Thursday, 24 May 2018

Save our high streets > use them or lose them to on-line retailers

Maybe we should try shopping on our high streets - whilst we've still got them:
Futures Forum: Save our high streets > give up Amazon – and embrace shopping on the high street again

MPs are concerned: 

MPs launch inquiry into high streets facing threat from online

Committee examines challenges facing England’s town centres after shift in shopping habits

Angela Monaghan

Thu 10 May 2018 16.18

The investigation comes as major high street names on have closed stores or announced closure plans. Many restaurant chains are also facing problems. Photograph: Alamy Stock Photo

A cross-party group of MPs is to investigate how to revive England’s ailing town centres which are under increasing threat from online shopping and the financial problems facing some of the biggest high street names. The housing, communities and local government committee has invited submissions to an inquiry that will consider what high streets and town centres could look like by 2030.

Clive Betts, the Labour MP who chairs the committee, said: “Our high streets and town centres have an important social, civic and cultural place in our society. But, many of our high streets are now struggling, facing a range of challenges including the threat posed by online retailers. Changing trends and behaviours in recent decades – driven by a range of economic, demographic, social and technological factors – have affected the prosperity and vibrancy of our high streets.”

Sir Ian Cheshire, the chairman of Debenhams who used to run B&Q, warned on Wednesday that onerous leases in UK town centres are “killing more and more retailers”.
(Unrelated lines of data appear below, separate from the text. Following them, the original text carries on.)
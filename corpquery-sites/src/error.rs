//! Scraper errors.
//!
//! None of these reach API callers as errors: the scraper folds every one
//! of them into a captcha-required outcome carrying the message.

use corpquery_fetch::FetchError;
use corpquery_store::StoreError;
use thiserror::Error;

/// Errors raised while scraping a site.
#[derive(Debug, Error)]
pub enum SiteError {
    /// Request failed after retries.
    #[error("Fetch failed: {0}")]
    Fetch(#[from] FetchError),

    /// Persisting the record failed.
    #[error("Store failed: {0}")]
    Store(#[from] StoreError),

    /// A site URL could not be built.
    #[error("Invalid URL: {0}")]
    InvalidUrl(String),

    /// An extraction pattern does not compile.
    #[error("Invalid pattern: {0}")]
    InvalidPattern(#[from] regex::Error),
}

impl From<url::ParseError> for SiteError {
    fn from(err: url::ParseError) -> Self {
        SiteError::InvalidUrl(err.to_string())
    }
}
He told ITV News that the decline of the high street would accelerate unless the government reformed the tax system and landlords showed greater flexibility. Cheshire said the current system, with business rates based on property values and many retailers still wrestling with landlord agreements that include upwards-only rent reviews, gave online-only retailers like Amazon an unfair advantage.

“What you’re seeing is retail facing more change in the past three years than in the previous 20 ... It’s a big structural shift which is basically saying old models have to be reinvented,” he said. “If you’re starting out now you’d have much less space, much more online and much more flexibility. No one will now be signing 20-year leases.

As well as examining the challenges facing high streets and town centres, the MPs’ inquiry will consider whether councils have the correct planning, licensing, tax-raising and other tools needed to help local areas.

It is not the first time the problems facing UK high streets have been the subject of investigation. In 2011 David Cameron asked the retail guru Mary Portas to come up with a plan to save traditional high streets, then under threat from out-of-town shopping centres and supermarkets moving into non-food sectors. Now, however, supermarkets and out-of-town shopping centres are also feeling the squeeze as a result of a huge change in shopping habits.

Nearly £60bn was spent via smartphones and tablets in 2017 – a figure that equates to more than £1 in every £6 spent on the high street. While the shift is benefitting online-only retailers such as Amazon and Asos, it is forcing radical change on the country’s towns and cities as huge swaths of physical retail space becomes redundant.

The committee said it welcomes the views of the public on why their high street matters and what improvements could be made.

MPs launch inquiry into high streets facing threat from online | Business | The Guardian

And following on from another big name retailer cutting back, councils are urging people to use or lose their high streets: 

Councils warn locals to use high streets or risk more shop closures

Councils have expressed concern over the future of local high streets 

Carly Roberts Thursday May 24th 2018

A number of councils whose high streets will be affected by the Marks and Spencer closures have expressed disappointment at the news, with some showing concern over the future of shopping areas as a result of the change...

Yesterday the head of region for East Midlands South at Marks & Spencer, Zoe Gibbard, said the decision to propose the closure of M&S Northampton “has been a difficult one”.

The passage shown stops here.